1. At the age of 26, she handled poisons for a living.
After working as a nurse during World War I, Christie became an apothecaries’ assistant, allowing her access to a myriad of toxins. „Since I was surrounded by poisons, perhaps it was natural that death by poisoning should be the method I selected,” she wrote of her decision to include strychnine and bromide in her first published novel, The Mysterious Affair at Styles.

2. Christie did her best thinking while eating apples and drinking tea—in the bath.
Unfortunately, she found modern baths „too slippery, with no nice wooden ledge to rest pencils and paper on,” so she was forced to give up the stimulating habit.

3. She was one of the first British people to try surfing.
Christie got the opportunity on a trip to Hawaii with her first husband, Archie Christie. Already a bodyboarder, she took to the sport quite quickly: „I learned to become an expert, or at any rate expert from the European point of view—the moment of complete triumph on the day that I kept my balance and came right into shore standing upright on my board.”

4. During World War II, MI5 investigated Christie.
The culprit? Her 1941 mystery, N or M. The British intelligence agency was troubled by the novel’s inclusion of a character named Major Bletchley who claimed to possess critical wartime secrets. They worried Christie was actually referring to a real person, her friend Dilly Knox, a codebreaker at Bletchley Park. The novelist insisted the whole thing was a coincidence—”Bletchley? My dear, I was stuck there on my way by train from Oxford to London and took revenge by giving the name to one of my least lovable characters.”—and MI5 eventually dropped their investigation.

5. She despised marmalade pudding, going so far as to use it to kill a man in her 1953 novel, A Pocket Full of Rye.
Though, to be fair, the cause of death was taxine, an alkaloid poison. Marmalade was just the delivery method.

6. At the height of her popularity, Christie saw herself as a „sausage machine.”
She was producing two books per year at the point, and the exhausting schedule led her to declare, „I’m a sausage machine, a perfect sausage machine.”

7. She grew up believing her mother was psychic.
Christie always asserted her childhood had been „very happy,” and maybe Mama Clara’s second sight had something to do with it.

8. No one can confirm or deny that aliens abducted Christie in 1926.
The theory’s not as silly as you might think. (Though, admittedly, it’s one of the sillier ones). On December 3, 1926, the mystery writer kissed her daughter goodnight, got in a car, and disappeared for eleven days. Over 15,000 volunteers combed the area, but she couldn’t be found. Just as accusations of foul play began to circulate—primarily against her husband Archie—Christie turned up in a hotel in Harrogate, England. She never explained her disappearance.

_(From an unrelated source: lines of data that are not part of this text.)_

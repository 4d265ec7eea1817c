//! RRC signaling value tables for RLC configuration
//!
//! Maps the enumerated values carried in RLC-Config (3GPP TS 36.331) onto
//! physical units. `None` entries stand for the `infinity` code points.

use common::types::SnFieldLength;

use crate::LayerError;

/// Immutable lookup table from a signaled index to a physical value
#[derive(Debug, Clone, Copy)]
pub struct ConfigTable<T: Copy + 'static> {
    field: &'static str,
    values: &'static [T],
}

impl<T: Copy + 'static> ConfigTable<T> {
    /// Create a table for the named signaling field
    pub const fn new(field: &'static str, values: &'static [T]) -> Self {
        Self { field, values }
    }

    /// Resolve a signaled index
    ///
    /// Indices past the end of the table are rejected with
    /// [`LayerError::InvalidConfigIndex`].
    pub fn lookup(&self, index: u8) -> Result<T, LayerError> {
        self.values
            .get(usize::from(index))
            .copied()
            .ok_or(LayerError::InvalidConfigIndex {
                field: self.field,
                index,
                len: self.values.len(),
            })
    }

    /// Same table reported under another field name
    pub fn with_field(self, field: &'static str) -> Self {
        Self { field, values: self.values }
    }

    /// Signaling field name
    pub fn field(&self) -> &'static str {
        self.field
    }

    /// Number of valid indices
    pub fn len(&self) -> usize {
        self.values.len()
    }

    pub fn is_empty(&self) -> bool {
        self.values.is_empty()
    }

    /// Raw table contents in index order
    pub fn values(&self) -> &'static [T] {
        self.values
    }
}

/// t-PollRetransmit in ms
pub const T_POLL_RETRANSMIT_MS: ConfigTable<u32> = ConfigTable::new(
    "t_poll_retx",
    &[
        5, 10, 15, 20, 25, 30, 35, 40, 45, 50,
        55, 60, 65, 70, 75, 80, 85, 90, 95, 100,
        105, 110, 115, 120, 125, 130, 135, 140, 145, 150,
        155, 160, 165, 170, 175, 180, 185, 190, 195, 200,
        205, 210, 215, 220, 225, 230, 235, 240, 245, 250,
        300, 350, 400, 450, 500,
    ],
);

/// pollPDU in PDUs
pub const POLL_PDU: ConfigTable<Option<u32>> = ConfigTable::new(
    "poll_pdu",
    &[
        Some(4), Some(8), Some(16), Some(32),
        Some(64), Some(128), Some(256), None,
    ],
);

/// pollByte in kB
pub const POLL_BYTE_KB: ConfigTable<Option<u32>> = ConfigTable::new(
    "poll_byte",
    &[
        Some(25), Some(50), Some(75), Some(100), Some(125),
        Some(250), Some(375), Some(500), Some(750), Some(1000),
        Some(1250), Some(1500), Some(2000), Some(3000), None,
    ],
);

/// maxRetxThreshold in transmissions
pub const MAX_RETX_THRESHOLD: ConfigTable<u32> = ConfigTable::new(
    "max_retx_thresh",
    &[1, 2, 3, 4, 6, 8, 16, 32],
);

/// t-Reordering in ms
pub const T_REORDERING_MS: ConfigTable<u32> = ConfigTable::new(
    "t_reordering",
    &[
        0, 5, 10, 15, 20, 25, 30, 35, 40, 45,
        50, 55, 60, 65, 70, 75, 80, 85, 90, 95,
        100, 110, 120, 130, 140, 150, 160, 170, 180, 190,
        200,
    ],
);

/// t-StatusProhibit in ms
pub const T_STATUS_PROHIBIT_MS: ConfigTable<u32> = ConfigTable::new(
    "t_status_prohibit",
    &[
        0, 5, 10, 15, 20, 25, 30, 35, 40, 45,
        50, 55, 60, 65, 70, 75, 80, 85, 90, 95,
        100, 105, 110, 115, 120, 125, 130, 135, 140, 145,
        150, 155, 160, 165, 170, 175, 180, 185, 190, 195,
        200, 205, 210, 215, 220, 225, 230, 235, 240, 245,
        250, 300, 350, 400, 450, 500,
    ],
);

/// SN-FieldLength, indexed by its raw enumeration value
pub const SN_FIELD_LENGTH: ConfigTable<SnFieldLength> = ConfigTable::new(
    "sn_field_length",
    &[SnFieldLength::Size5, SnFieldLength::Size10],
);

#[cfg(test)]
mod tests {
    use super::*;

    #[test]
    fn test_table_sizes() {
        assert_eq!(T_POLL_RETRANSMIT_MS.len(), 55);
        assert_eq!(POLL_PDU.len(), 8);
        assert_eq!(POLL_BYTE_KB.len(), 15);
        assert_eq!(MAX_RETX_THRESHOLD.len(), 8);
        assert_eq!(T_REORDERING_MS.len(), 31);
        assert_eq!(T_STATUS_PROHIBIT_MS.len(), 56);
    }

    #[test]
    fn test_lookup_boundaries() {
        assert_eq!(T_POLL_RETRANSMIT_MS.lookup(0), Ok(5));
        assert_eq!(T_POLL_RETRANSMIT_MS.lookup(54), Ok(500));
        assert_eq!(POLL_PDU.lookup(0), Ok(Some(4)));
        assert_eq!(POLL_PDU.lookup(7), Ok(None));
        assert_eq!(POLL_BYTE_KB.lookup(13), Ok(Some(3000)));
        assert_eq!(MAX_RETX_THRESHOLD.lookup(7), Ok(32));
        assert_eq!(T_REORDERING_MS.lookup(20), Ok(100));
        assert_eq!(T_REORDERING_MS.lookup(30), Ok(200));
        assert_eq!(T_STATUS_PROHIBIT_MS.lookup(55), Ok(500));
    }

    #[test]
    fn test_lookup_one_past_end() {
        let err = T_STATUS_PROHIBIT_MS.lookup(56).unwrap_err();
        assert_eq!(
            err,
            LayerError::InvalidConfigIndex {
                field: "t_status_prohibit",
                index: 56,
                len: 56,
            }
        );
        assert!(POLL_BYTE_KB.lookup(u8::MAX).is_err());
    }

    #[test]
    fn test_sn_field_length_table() {
        assert_eq!(SN_FIELD_LENGTH.lookup(0), Ok(SnFieldLength::Size5));
        assert_eq!(SN_FIELD_LENGTH.lookup(1), Ok(SnFieldLength::Size10));

        let rx = SN_FIELD_LENGTH.with_field("rx_sn_field_length");
        assert_eq!(
            rx.lookup(2),
            Err(LayerError::InvalidConfigIndex {
                field: "rx_sn_field_length",
                index: 2,
                len: 2,
            })
        );
    }

    #[test]
    fn test_timer_tables_are_increasing() {
        for table in [T_POLL_RETRANSMIT_MS, MAX_RETX_THRESHOLD, T_REORDERING_MS, T_STATUS_PROHIBIT_MS] {
            assert!(
                table.values().windows(2).all(|w| w[0] < w[1]),
                "{} is not strictly increasing",
                table.field()
            );
        }
    }
}
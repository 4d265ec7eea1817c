//! Mode specific RLC parameters
//!
//! Configurable parameters of 3GPP TS 36.322 section 7, already converted
//! to physical units.

use common::types::SnFieldLength;
use serde::Serialize;

/// Acknowledged Mode parameters
#[derive(Debug, Clone, Copy, PartialEq, Eq, Hash, Serialize)]
pub struct RlcAmConfig {
    /// Poll retransmission timeout in ms
    pub t_poll_retx: u32,
    /// Set the poll bit after this many PDUs, `None` for infinity
    pub poll_pdu: Option<u32>,
    /// Set the poll bit after this many bytes, `None` for infinity
    pub poll_byte: Option<u32>,
    /// Maximum number of retransmissions
    pub max_retx_thresh: u32,
    /// Timer used by rx to detect PDU loss in ms
    pub t_reordering: u32,
    /// Timer used by rx to prohibit tx of status PDUs in ms
    pub t_status_prohibit: u32,
}

/// Unacknowledged Mode parameters
///
/// Window size and counter moduli always follow the SN field lengths, apart
/// from the MRB profile where reordering is disabled altogether.
#[derive(Debug, Clone, Copy, PartialEq, Eq, Hash, Serialize)]
pub struct RlcUmConfig {
    t_reordering: u32,
    tx_sn_field_length: SnFieldLength,
    rx_sn_field_length: SnFieldLength,
    rx_window_size: u32,
    rx_mod: u32,
    tx_mod: u32,
    is_mrb: bool,
}

impl RlcUmConfig {
    /// Build a unicast UM configuration, deriving window and moduli
    pub fn new(t_reordering: u32, rx_sn_field_length: SnFieldLength, tx_sn_field_length: SnFieldLength) -> Self {
        Self {
            t_reordering,
            tx_sn_field_length,
            rx_sn_field_length,
            rx_window_size: rx_sn_field_length.window_size(),
            rx_mod: rx_sn_field_length.modulus(),
            tx_mod: tx_sn_field_length.modulus(),
            is_mrb: false,
        }
    }

    /// Fixed profile for multicast bearers (no reordering, modulus 1)
    pub fn mrb() -> Self {
        Self {
            t_reordering: 0,
            tx_sn_field_length: SnFieldLength::Size5,
            rx_sn_field_length: SnFieldLength::Size5,
            rx_window_size: 0,
            rx_mod: 1,
            tx_mod: 1,
            is_mrb: true,
        }
    }

    /// Reordering timer in ms
    pub fn t_reordering(&self) -> u32 {
        self.t_reordering
    }

    /// SN field length used for transmission (UL)
    pub fn tx_sn_field_length(&self) -> SnFieldLength {
        self.tx_sn_field_length
    }

    /// SN field length used for reception (DL)
    pub fn rx_sn_field_length(&self) -> SnFieldLength {
        self.rx_sn_field_length
    }

    pub fn rx_window_size(&self) -> u32 {
        self.rx_window_size
    }

    /// Rx counter modulus
    pub fn rx_mod(&self) -> u32 {
        self.rx_mod
    }

    /// Tx counter modulus
    pub fn tx_mod(&self) -> u32 {
        self.tx_mod
    }

    /// Whether this is a multicast bearer
    pub fn is_mrb(&self) -> bool {
        self.is_mrb
    }
}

9. On top of being a famous mystery writer, she was a successful romance novelist.
Christie wrote six romance novels under the pen name Mary Westmacott, including Unfinished Portrait, a semi-autobiographical story about a writer who attempts suicide after her marriage falls apart.

10. Christie has sold more books than there are people in China and America.
With 2 billion copies sold in 103 languages, she remains the best-selling novelist of all time.